Work to be completed: A line-by-line copy of the material below is required.

** Opening Records provided block **

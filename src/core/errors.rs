use std::path::PathBuf;

use axum::{http::StatusCode, response::IntoResponse, Json};
use serde_json::json;
use thiserror::Error;

/// Corpus could not be read. Fatal at startup.
#[derive(Debug, Error)]
pub enum LoadError {
    #[error("corpus directory not found: {}", .0.display())]
    MissingDirectory(PathBuf),

    #[error("corpus path is not a directory: {}", .0.display())]
    NotADirectory(PathBuf),

    #[error("failed to read {}: {source}", path.display())]
    Io {
        path: PathBuf,
        #[source]
        source: std::io::Error,
    },

    #[error("failed to extract text from {}: {message}", path.display())]
    Pdf { path: PathBuf, message: String },

    #[error("no documents with a recognised extension were found")]
    EmptyCorpus,
}

/// Failure of the generation or embedding capability.
#[derive(Debug, Clone, Error)]
pub enum GenerationError {
    #[error("rate limit exceeded: {0}")]
    RateLimited(String),

    #[error("generation failed: {0}")]
    Failed(String),
}

impl GenerationError {
    pub fn failed<E: std::fmt::Display>(err: E) -> Self {
        GenerationError::Failed(err.to_string())
    }

    pub fn is_rate_limited(&self) -> bool {
        matches!(self, GenerationError::RateLimited(_))
    }
}

#[derive(Debug, Error)]
pub enum SelectionError {
    #[error("no query engines registered")]
    NoOptions,

    #[error("selector returned an unparseable choice: {0}")]
    Unparseable(String),

    #[error("selector chose option {choice} but only {options} are registered")]
    OutOfRange { choice: i64, options: usize },

    #[error("selector call failed: {0}")]
    Generation(#[from] GenerationError),
}

/// Failure of a routed RAG query.
#[derive(Debug, Error)]
pub enum QueryError {
    #[error(transparent)]
    Selection(#[from] SelectionError),

    #[error(transparent)]
    Generation(#[from] GenerationError),
}

impl QueryError {
    pub fn is_rate_limited(&self) -> bool {
        match self {
            QueryError::Generation(err) => err.is_rate_limited(),
            QueryError::Selection(SelectionError::Generation(err)) => err.is_rate_limited(),
            QueryError::Selection(_) => false,
        }
    }
}

#[derive(Debug, Error)]
pub enum CrewError {
    #[error("invalid crew: {0}")]
    Construction(String),

    #[error("task `{task}` is bound to agent `{agent}` which is not a crew member")]
    UnknownAgent { task: String, agent: String },

    #[error("task `{task}` lists unknown context task `{context}`")]
    UnknownContextTask { task: String, context: String },

    #[error("duplicate task name `{0}`")]
    DuplicateTask(String),

    #[error("task context graph contains a cycle through `{0}`")]
    Cycle(String),

    #[error("task `{task}` is scheduled before its context task `{context}`")]
    OutOfOrder { task: String, context: String },

    #[error("missing input `{0}` for task description")]
    MissingInput(String),

    #[error("process `{0}` is not supported")]
    UnsupportedProcess(&'static str),

    #[error("task `{task}` failed: {source}")]
    Task {
        task: String,
        #[source]
        source: GenerationError,
    },

    #[error("failed to load knowledge source: {0}")]
    Knowledge(#[from] LoadError),

    #[error("failed to index knowledge source `{name}`: {source}")]
    KnowledgeIndex {
        name: String,
        #[source]
        source: GenerationError,
    },
}

impl CrewError {
    pub fn is_rate_limited(&self) -> bool {
        match self {
            CrewError::Task { source, .. } | CrewError::KnowledgeIndex { source, .. } => {
                source.is_rate_limited()
            }
            _ => false,
        }
    }
}

/// Failure of either answering pipeline.
#[derive(Debug, Error)]
pub enum AnswerError {
    #[error(transparent)]
    Query(#[from] QueryError),

    #[error(transparent)]
    Crew(#[from] CrewError),
}

impl AnswerError {
    pub fn is_rate_limited(&self) -> bool {
        match self {
            AnswerError::Query(err) => err.is_rate_limited(),
            AnswerError::Crew(err) => err.is_rate_limited(),
        }
    }
}

#[derive(Debug, Error)]
pub enum ConfigError {
    #[error("invalid configuration: {0}")]
    Invalid(String),

    #[error("failed to parse configuration: {0}")]
    Parse(String),
}

#[derive(Debug, Error)]
pub enum InitializationError {
    #[error("Failed to load configuration: {0}")]
    Config(#[from] ConfigError),

    #[error("Failed to load corpus: {0}")]
    Corpus(#[from] LoadError),

    #[error("Failed to build index: {0}")]
    Index(#[from] GenerationError),

    #[error("Failed to build crew: {0}")]
    Crew(#[from] CrewError),

    #[error("Failed to initialize history store: {0}")]
    History(#[source] std::io::Error),
}

#[derive(Debug, Error)]
pub enum ApiError {
    #[error("bad request: {0}")]
    BadRequest(String),
    #[error("rate limited: {0}")]
    RateLimited(String),
    #[error("internal error: {0}")]
    Internal(String),
}

impl ApiError {
    pub fn internal<E: std::fmt::Display>(err: E) -> Self {
        ApiError::Internal(err.to_string())
    }
}

impl From<QueryError> for ApiError {
    fn from(err: QueryError) -> Self {
        if err.is_rate_limited() {
            ApiError::RateLimited(err.to_string())
        } else {
            ApiError::internal(err)
        }
    }
}

impl From<CrewError> for ApiError {
    fn from(err: CrewError) -> Self {
        if err.is_rate_limited() {
            ApiError::RateLimited(err.to_string())
        } else {
            ApiError::internal(err)
        }
    }
}

impl From<AnswerError> for ApiError {
    fn from(err: AnswerError) -> Self {
        match err {
            AnswerError::Query(err) => err.into(),
            AnswerError::Crew(err) => err.into(),
        }
    }
}

impl IntoResponse for ApiError {
    fn into_response(self) -> axum::response::Response {
        let (status, message) = match &self {
            ApiError::BadRequest(msg) => (StatusCode::BAD_REQUEST, msg.clone()),
            ApiError::RateLimited(msg) => (StatusCode::TOO_MANY_REQUESTS, msg.clone()),
            ApiError::Internal(msg) => (StatusCode::INTERNAL_SERVER_ERROR, msg.clone()),
        };

        let body = Json(json!({ "error": message }));
        (status, body).into_response()
    }
}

** Closing Records provided block **

Completed exercise:
filename src/core/errors.rs
use std::path::PathBuf;

use axum::{http::StatusCode, response::IntoResponse, Json};
use serde_json::json;
use thiserror::Error;

/// Corpus could not be read. Fatal at startup.
#[derive(Debug, Error)]
pub enum LoadError {
    #[error("corpus directory not found: {}", .0.display())]
    MissingDirectory(PathBuf),

    #[error("corpus path is not a directory: {}", .0.display())]
    NotADirectory(PathBuf),

    #[error("failed to read {}: {source}", path.display())]
    Io {
        path: PathBuf,
        #[source]
        source: std::io::Error,
    },

    #[error("failed to extract text from {}: {message}", path.display())]
    Pdf { path: PathBuf, message: String },

    #[error("no documents with a recognised extension were found")]
    EmptyCorpus,
}

/// Failure of the generation or embedding capability.
#[derive(Debug, Clone, Error)]
pub enum GenerationError {
    #[error("rate limit exceeded: {0}")]
    RateLimited(String),

    #[error("generation failed: {0}")]
    Failed(String),
}

impl GenerationError {
    pub fn failed<E: std::fmt::Display>(err: E) -> Self {
        GenerationError::Failed(err.to_string())
    }

    pub fn is_rate_limited(&self) -> bool {
        matches!(self, GenerationError::RateLimited(_))
    }
}

#[derive(Debug, Error)]
pub enum SelectionError {
    #[error("no query engines registered")]
    NoOptions,

    #[error("selector returned an unparseable choice: {0}")]
    Unparseable(String),

    #[error("selector chose option {choice} but only {options} are registered")]
    OutOfRange { choice: i64, options: usize },

    #[error("selector call failed: {0}")]
    Generation(#[from] GenerationError),
}

/// Failure of a routed RAG query.
#[derive(Debug, Error)]
pub enum QueryError {
    #[error(transparent)]
    Selection(#[from] SelectionError),

    #[error(transparent)]
    Generation(#[from] GenerationError),
}

impl QueryError {
    pub fn is_rate_limited(&self) -> bool {
        match self {
            QueryError::Generation(err) => err.is_rate_limited(),
            QueryError::Selection(SelectionError::Generation(err)) => err.is_rate_limited(),
            QueryError::Selection(_) => false,
        }
    }
}

#[derive(Debug, Error)]
pub enum CrewError {
    #[error("invalid crew: {0}")]
    Construction(String),

    #[error("task `{task}` is bound to agent `{agent}` which is not a crew member")]
    UnknownAgent { task: String, agent: String },

    #[error("task `{task}` lists unknown context task `{context}`")]
    UnknownContextTask { task: String, context: String },

    #[error("duplicate task name `{0}`")]
    DuplicateTask(String),

    #[error("task context graph contains a cycle through `{0}`")]
    Cycle(String),

    #[error("task `{task}` is scheduled before its context task `{context}`")]
    OutOfOrder { task: String, context: String },

    #[error("missing input `{0}` for task description")]
    MissingInput(String),

    #[error("process `{0}` is not supported")]
    UnsupportedProcess(&'static str),

    #[error("task `{task}` failed: {source}")]
    Task {
        task: String,
        #[source]
        source: GenerationError,
    },

    #[error("failed to load knowledge source: {0}")]
    Knowledge(#[from] LoadError),

    #[error("failed to index knowledge source `{name}`: {source}")]
    KnowledgeIndex {
        name: String,
        #[source]
        source: GenerationError,
    },
}

impl CrewError {
    pub fn is_rate_limited(&self) -> bool {
        match self {
            CrewError::Task { source, .. } | CrewError::KnowledgeIndex { source, .. } => {
                source.is_rate_limited()
            }
            _ => false,
        }
    }
}

/// Failure of either answering pipeline.
#[derive(Debug, Error)]
pub enum AnswerError {
    #[error(transparent)]
    Query(#[from] QueryError),

    #[error(transparent)]
    Crew(#[from] CrewError),
}

impl AnswerError {
    pub fn is_rate_limited(&self) -> bool {
        match self {
            AnswerError::Query(err) => err.is_rate_limited(),
            AnswerError::Crew(err) => err.is_rate_limited(),
        }
    }
}

#[derive(Debug, Error)]
pub enum ConfigError {
    #[error("invalid configuration: {0}")]
    Invalid(String),

    #[error("failed to parse configuration: {0}")]
    Parse(String),
}

#[derive(Debug, Error)]
pub enum InitializationError {
    #[error("Failed to load configuration: {0}")]
    Config(#[from] ConfigError),

    #[error("Failed to load corpus: {0}")]
    Corpus(#[from] LoadError),

    #[error("Failed to build index: {0}")]
    Index(#[from] GenerationError),

    #[error("Failed to build crew: {0}")]
    Crew(#[from] CrewError),

    #[error("Failed to initialize history store: {0}")]
    History(#[source] std::io::Error),
}

#[derive(Debug, Error)]
pub enum ApiError {
    #[error("bad request: {0}")]
    BadRequest(String),
    #[error("rate limited: {0}")]
    RateLimited(String),
    #[error("internal error: {0}")]
    Internal(String),
}

impl ApiError {
    pub fn internal<E: std::fmt::Display>(err: E) -> Self {
        ApiError::Internal(err.to_string())
    }
}

impl From<QueryError> for ApiError {
    fn from(err: QueryError) -> Self {
        if err.is_rate_limited() {
            ApiError::RateLimited(err.to_string())
        } else {
            ApiError::internal(err)
        }
    }
}

impl From<CrewError> for ApiError {
    fn from(err: CrewError) -> Self {
        if err.is_rate_limited() {
            ApiError::RateLimited(err.to_string())
        } else {
            ApiError::internal(err)
        }
    }
}

impl From<AnswerError> for ApiError {
    fn from(err: AnswerError) -> Self {
        match err {
            AnswerError::Query(err) => err.into(),
            AnswerError::Crew(err) => err.into(),
        }
    }
}

impl IntoResponse for ApiError {
    fn into_response(self) -> axum::response::Response {
        let (status, message) = match &self {
            ApiError::BadRequest(msg) => (StatusCode::BAD_REQUEST, msg.clone()),
            ApiError::RateLimited(msg) => (StatusCode::TOO_MANY_REQUESTS, msg.clone()),
            ApiError::Internal(msg) => (StatusCode::INTERNAL_SERVER_ERROR, msg.clone()),
        };

        let body = Json(json!({ "error": message }));
        (status, body).into_response()
    }
}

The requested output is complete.